● **TASK BRIEF**
How many lines of the entries below include the word "SecretString"? Answer with the number alone.

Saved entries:

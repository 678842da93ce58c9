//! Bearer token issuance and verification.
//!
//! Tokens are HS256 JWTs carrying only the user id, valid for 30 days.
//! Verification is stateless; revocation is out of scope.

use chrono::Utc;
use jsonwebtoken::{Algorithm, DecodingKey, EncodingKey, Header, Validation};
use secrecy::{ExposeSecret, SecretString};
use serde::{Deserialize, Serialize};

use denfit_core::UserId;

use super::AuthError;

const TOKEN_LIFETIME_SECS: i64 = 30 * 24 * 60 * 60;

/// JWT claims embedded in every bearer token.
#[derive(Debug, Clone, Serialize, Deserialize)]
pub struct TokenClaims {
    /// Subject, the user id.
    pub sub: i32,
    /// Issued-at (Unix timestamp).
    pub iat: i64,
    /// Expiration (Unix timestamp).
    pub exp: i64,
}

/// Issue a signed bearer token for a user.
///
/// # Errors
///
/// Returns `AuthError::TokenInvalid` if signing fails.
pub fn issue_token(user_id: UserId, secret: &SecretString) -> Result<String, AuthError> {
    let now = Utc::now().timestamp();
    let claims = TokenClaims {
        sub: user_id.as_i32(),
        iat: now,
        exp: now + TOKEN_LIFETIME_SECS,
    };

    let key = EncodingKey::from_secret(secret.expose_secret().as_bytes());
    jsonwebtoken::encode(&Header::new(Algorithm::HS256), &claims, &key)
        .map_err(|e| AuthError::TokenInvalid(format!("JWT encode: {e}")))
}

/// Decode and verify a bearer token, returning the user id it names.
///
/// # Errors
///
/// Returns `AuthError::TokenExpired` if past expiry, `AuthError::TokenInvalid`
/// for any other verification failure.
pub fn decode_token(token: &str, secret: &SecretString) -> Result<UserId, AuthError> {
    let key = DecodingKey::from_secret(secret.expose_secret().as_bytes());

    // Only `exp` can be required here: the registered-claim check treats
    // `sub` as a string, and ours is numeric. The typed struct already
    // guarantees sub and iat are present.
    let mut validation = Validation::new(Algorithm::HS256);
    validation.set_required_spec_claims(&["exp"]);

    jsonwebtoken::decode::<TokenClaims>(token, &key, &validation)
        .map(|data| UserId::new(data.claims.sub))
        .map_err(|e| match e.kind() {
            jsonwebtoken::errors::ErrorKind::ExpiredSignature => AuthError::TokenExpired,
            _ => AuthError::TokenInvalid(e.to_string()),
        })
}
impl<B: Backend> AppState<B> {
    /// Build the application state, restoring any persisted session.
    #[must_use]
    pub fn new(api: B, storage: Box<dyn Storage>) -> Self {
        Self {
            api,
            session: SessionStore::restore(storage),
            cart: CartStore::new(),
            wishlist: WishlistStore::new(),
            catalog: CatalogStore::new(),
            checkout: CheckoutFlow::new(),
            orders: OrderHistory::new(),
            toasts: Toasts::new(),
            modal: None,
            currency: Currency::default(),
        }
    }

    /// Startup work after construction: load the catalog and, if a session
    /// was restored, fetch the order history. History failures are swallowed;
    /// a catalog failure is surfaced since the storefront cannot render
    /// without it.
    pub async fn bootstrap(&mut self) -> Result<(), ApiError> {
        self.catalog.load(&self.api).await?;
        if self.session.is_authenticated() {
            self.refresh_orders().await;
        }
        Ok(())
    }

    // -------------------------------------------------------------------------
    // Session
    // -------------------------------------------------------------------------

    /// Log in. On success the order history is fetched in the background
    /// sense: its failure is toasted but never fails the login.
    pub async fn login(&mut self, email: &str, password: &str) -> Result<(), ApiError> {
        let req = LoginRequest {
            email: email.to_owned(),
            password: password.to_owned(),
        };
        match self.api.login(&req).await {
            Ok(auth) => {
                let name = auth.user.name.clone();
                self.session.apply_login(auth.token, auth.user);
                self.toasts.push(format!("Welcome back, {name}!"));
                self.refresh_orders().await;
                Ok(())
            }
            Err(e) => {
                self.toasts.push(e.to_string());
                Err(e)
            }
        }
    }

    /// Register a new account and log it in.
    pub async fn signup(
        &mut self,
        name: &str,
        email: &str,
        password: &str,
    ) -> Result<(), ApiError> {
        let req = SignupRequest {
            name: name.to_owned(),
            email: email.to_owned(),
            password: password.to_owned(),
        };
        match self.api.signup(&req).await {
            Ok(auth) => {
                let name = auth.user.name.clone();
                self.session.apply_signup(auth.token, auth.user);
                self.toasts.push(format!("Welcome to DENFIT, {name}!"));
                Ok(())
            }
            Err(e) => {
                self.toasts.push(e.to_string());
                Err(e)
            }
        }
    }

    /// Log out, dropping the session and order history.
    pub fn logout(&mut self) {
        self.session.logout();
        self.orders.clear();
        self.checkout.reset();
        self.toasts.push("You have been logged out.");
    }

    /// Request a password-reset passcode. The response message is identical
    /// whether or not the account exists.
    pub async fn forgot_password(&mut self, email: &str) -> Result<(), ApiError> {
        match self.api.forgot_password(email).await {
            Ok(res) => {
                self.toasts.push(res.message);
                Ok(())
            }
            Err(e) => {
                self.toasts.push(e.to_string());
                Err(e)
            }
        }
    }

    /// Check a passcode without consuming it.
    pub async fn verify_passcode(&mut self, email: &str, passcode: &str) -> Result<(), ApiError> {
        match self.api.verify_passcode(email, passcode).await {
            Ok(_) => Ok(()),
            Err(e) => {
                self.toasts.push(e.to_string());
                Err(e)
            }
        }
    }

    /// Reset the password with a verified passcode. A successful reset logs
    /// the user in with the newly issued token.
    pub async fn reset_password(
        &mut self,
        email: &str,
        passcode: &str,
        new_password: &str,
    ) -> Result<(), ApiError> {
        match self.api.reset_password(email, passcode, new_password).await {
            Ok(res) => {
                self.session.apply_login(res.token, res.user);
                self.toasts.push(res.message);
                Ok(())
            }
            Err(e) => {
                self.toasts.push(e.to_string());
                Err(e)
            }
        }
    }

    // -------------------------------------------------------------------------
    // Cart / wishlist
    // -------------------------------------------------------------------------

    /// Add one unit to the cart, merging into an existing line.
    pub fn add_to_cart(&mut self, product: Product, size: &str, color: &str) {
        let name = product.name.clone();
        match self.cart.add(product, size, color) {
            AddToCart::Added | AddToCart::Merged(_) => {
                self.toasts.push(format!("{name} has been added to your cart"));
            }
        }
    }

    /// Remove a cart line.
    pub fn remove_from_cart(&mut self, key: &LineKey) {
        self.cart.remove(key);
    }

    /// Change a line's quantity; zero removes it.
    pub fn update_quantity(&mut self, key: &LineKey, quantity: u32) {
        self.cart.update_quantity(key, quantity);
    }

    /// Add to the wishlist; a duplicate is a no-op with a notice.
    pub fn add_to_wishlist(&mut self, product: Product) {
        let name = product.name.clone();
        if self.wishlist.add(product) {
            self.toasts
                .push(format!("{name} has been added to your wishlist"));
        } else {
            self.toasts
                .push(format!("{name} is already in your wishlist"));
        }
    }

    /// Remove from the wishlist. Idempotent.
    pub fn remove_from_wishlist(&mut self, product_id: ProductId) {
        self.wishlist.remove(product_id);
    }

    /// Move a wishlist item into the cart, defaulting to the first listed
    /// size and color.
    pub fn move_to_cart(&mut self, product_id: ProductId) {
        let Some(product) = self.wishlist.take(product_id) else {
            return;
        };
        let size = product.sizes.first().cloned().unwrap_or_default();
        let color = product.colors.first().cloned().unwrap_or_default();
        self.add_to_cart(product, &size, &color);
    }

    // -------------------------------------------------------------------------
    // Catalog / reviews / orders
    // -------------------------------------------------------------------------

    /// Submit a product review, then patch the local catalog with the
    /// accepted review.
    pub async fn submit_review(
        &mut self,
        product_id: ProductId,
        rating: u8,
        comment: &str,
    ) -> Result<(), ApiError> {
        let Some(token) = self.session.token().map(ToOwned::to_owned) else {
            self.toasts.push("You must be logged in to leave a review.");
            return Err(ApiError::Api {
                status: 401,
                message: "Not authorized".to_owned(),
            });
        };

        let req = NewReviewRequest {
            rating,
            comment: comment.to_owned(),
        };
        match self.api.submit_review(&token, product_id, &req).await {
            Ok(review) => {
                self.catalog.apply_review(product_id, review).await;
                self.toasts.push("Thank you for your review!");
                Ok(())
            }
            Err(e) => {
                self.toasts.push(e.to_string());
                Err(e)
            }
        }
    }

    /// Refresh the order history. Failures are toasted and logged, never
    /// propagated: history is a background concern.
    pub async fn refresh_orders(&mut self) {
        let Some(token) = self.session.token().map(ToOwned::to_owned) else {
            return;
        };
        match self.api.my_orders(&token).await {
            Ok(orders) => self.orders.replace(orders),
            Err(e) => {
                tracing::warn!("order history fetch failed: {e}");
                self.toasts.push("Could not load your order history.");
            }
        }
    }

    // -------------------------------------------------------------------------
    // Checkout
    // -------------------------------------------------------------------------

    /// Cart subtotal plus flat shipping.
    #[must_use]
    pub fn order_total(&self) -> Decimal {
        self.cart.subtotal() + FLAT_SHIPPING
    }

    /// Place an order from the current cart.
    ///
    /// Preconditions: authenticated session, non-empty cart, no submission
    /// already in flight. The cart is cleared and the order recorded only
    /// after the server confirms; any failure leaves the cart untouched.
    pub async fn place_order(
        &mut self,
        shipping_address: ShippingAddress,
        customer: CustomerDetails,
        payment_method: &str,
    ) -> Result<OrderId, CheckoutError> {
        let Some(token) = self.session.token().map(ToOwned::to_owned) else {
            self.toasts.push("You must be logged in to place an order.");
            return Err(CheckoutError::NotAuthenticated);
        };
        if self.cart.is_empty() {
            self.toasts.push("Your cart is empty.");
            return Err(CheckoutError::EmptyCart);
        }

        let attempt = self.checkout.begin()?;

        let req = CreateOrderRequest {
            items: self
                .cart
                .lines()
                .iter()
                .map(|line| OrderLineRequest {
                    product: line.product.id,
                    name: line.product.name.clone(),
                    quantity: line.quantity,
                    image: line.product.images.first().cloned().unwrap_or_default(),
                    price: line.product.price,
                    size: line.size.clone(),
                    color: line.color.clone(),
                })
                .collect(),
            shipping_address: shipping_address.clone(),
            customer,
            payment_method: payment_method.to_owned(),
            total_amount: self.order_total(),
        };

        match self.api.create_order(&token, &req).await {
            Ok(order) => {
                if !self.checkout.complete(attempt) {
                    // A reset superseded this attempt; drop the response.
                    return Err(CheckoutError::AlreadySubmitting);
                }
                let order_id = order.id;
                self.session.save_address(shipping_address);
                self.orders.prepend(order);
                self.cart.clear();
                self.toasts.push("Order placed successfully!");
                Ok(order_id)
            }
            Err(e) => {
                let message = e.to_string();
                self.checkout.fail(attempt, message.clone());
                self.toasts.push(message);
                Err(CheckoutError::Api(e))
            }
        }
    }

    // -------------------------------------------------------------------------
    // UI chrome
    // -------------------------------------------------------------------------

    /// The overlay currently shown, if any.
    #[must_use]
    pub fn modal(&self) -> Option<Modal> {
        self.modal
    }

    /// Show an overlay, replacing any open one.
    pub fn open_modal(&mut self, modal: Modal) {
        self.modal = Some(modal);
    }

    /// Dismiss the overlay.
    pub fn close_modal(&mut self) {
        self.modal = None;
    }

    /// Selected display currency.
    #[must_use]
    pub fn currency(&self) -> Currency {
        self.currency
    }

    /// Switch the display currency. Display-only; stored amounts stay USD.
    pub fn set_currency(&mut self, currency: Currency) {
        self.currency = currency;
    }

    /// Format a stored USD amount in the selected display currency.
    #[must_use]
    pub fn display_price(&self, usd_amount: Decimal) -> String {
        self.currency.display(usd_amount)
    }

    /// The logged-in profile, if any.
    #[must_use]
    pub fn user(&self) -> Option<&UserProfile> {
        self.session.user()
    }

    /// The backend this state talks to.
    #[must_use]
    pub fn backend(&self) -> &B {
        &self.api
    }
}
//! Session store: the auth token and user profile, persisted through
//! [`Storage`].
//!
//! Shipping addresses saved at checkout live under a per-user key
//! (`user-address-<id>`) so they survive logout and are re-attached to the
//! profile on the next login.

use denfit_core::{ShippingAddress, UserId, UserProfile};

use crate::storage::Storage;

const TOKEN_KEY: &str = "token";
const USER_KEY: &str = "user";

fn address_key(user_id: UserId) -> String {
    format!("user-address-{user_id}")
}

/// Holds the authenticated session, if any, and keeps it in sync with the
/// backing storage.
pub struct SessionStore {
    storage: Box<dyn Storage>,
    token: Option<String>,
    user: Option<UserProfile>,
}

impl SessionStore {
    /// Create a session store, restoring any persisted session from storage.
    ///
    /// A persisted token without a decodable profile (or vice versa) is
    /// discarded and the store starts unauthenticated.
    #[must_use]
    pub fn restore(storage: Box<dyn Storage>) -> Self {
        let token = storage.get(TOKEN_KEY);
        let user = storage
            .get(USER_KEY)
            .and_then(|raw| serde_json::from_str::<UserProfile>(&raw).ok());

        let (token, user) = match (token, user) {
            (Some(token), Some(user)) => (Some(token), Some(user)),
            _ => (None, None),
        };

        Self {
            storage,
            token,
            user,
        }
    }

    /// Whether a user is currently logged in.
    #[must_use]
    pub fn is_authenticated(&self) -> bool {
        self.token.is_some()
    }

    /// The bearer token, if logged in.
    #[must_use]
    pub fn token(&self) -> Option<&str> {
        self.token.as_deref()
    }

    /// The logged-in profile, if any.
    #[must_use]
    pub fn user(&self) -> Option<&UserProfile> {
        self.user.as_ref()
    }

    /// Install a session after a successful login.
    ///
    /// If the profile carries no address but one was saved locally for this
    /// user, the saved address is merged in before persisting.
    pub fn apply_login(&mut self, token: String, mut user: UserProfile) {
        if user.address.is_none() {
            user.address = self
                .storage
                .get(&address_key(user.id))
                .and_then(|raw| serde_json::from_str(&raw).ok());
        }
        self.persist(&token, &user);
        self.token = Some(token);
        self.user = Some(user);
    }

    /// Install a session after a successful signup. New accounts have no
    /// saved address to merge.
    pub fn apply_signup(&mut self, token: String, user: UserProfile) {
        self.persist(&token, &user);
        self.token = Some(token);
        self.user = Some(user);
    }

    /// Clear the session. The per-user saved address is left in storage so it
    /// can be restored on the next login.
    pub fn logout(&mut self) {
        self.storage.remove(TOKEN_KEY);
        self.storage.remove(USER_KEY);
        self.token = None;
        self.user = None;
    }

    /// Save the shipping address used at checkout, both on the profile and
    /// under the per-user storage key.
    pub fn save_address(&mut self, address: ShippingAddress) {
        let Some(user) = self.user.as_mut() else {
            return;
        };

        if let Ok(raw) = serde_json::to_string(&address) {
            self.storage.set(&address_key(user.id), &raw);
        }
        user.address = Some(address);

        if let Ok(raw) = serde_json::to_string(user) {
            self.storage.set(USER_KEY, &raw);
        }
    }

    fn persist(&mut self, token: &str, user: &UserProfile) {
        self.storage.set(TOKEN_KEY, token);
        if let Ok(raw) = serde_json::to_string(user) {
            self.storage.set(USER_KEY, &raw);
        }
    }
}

==

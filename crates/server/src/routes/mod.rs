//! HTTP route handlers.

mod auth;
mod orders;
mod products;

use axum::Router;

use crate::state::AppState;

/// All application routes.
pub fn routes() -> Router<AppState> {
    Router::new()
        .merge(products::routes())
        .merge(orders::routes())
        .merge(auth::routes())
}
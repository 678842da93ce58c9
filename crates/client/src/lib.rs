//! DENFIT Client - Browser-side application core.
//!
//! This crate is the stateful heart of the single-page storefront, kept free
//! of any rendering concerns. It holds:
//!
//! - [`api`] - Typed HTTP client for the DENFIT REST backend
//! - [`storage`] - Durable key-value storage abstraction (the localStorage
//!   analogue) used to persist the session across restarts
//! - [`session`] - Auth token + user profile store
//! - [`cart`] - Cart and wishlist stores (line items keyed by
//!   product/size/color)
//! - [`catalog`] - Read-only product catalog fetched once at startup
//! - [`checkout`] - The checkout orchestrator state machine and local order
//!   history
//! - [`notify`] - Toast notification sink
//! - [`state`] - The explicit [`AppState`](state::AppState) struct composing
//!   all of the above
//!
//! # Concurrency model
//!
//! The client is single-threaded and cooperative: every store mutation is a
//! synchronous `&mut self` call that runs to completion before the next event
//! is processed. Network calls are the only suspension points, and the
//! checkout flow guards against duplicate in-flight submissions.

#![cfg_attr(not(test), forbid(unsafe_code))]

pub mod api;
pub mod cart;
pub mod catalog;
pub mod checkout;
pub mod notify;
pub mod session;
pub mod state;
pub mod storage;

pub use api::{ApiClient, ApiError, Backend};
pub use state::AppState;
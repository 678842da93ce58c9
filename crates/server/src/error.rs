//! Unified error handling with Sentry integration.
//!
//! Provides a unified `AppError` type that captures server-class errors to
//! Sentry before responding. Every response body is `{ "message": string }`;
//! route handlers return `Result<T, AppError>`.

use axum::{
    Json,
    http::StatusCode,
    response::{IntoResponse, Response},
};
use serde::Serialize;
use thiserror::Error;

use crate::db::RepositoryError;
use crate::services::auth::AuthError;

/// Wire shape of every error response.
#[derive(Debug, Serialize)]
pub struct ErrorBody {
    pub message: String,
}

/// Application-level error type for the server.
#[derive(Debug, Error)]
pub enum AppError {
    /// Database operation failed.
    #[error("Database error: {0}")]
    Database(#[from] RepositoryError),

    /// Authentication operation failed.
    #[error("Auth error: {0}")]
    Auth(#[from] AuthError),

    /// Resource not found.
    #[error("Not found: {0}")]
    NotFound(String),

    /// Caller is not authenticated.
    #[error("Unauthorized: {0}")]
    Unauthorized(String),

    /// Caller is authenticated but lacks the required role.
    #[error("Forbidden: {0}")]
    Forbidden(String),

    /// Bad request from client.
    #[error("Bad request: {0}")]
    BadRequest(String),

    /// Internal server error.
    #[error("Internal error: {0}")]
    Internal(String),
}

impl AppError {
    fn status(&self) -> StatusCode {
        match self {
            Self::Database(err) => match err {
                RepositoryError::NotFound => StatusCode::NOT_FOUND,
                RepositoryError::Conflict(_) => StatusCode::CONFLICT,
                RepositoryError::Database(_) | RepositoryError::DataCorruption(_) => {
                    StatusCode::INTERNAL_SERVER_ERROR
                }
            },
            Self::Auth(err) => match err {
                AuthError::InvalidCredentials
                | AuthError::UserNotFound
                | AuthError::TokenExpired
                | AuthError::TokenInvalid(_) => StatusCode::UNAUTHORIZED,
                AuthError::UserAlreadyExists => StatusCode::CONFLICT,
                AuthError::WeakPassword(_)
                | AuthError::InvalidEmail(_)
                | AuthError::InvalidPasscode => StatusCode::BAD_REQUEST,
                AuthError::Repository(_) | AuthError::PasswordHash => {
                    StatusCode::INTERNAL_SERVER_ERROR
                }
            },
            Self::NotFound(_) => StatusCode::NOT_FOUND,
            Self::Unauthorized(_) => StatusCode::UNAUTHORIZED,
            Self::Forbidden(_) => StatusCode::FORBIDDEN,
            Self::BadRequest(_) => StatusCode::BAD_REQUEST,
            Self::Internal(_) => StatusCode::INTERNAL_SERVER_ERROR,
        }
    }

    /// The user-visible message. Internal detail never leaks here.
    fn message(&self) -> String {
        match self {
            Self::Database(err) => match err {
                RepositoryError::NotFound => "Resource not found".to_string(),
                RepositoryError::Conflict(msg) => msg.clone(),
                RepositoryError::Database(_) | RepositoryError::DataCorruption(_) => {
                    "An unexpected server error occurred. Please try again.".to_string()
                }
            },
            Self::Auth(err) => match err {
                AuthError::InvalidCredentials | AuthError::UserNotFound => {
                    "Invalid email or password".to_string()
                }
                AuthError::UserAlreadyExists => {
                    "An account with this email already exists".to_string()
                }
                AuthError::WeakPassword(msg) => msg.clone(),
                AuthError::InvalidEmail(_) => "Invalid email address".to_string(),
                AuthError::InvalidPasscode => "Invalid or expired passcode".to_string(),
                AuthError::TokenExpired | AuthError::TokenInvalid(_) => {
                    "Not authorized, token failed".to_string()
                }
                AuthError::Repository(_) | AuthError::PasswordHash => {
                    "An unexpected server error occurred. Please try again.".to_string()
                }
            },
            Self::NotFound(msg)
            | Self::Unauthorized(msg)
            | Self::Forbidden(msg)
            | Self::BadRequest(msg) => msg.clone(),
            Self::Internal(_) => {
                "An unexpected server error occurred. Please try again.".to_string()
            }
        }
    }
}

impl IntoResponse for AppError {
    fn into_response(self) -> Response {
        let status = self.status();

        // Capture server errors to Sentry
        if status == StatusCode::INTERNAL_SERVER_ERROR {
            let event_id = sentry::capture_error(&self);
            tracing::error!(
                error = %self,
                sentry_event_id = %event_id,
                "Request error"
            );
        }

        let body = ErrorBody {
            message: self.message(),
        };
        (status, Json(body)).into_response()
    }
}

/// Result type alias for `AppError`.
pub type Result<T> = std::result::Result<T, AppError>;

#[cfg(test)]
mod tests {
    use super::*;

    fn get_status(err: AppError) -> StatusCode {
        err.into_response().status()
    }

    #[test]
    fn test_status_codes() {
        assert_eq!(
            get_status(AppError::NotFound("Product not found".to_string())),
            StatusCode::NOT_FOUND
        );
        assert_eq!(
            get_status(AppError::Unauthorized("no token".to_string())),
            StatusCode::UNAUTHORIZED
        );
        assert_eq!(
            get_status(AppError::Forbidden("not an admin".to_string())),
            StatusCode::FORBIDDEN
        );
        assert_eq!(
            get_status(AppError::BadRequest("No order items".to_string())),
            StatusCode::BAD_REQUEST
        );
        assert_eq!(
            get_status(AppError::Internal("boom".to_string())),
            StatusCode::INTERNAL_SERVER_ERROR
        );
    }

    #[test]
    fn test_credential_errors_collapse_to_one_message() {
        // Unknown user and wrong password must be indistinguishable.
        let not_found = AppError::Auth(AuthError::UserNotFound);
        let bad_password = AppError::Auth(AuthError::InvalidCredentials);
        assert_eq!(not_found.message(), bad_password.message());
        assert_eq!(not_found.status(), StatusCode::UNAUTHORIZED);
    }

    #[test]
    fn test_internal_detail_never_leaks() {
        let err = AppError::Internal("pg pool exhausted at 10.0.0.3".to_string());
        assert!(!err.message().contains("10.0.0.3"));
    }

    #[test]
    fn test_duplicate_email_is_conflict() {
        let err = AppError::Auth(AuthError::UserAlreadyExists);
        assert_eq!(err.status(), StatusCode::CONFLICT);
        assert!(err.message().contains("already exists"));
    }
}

● **EXPECTED OUTPUT**
3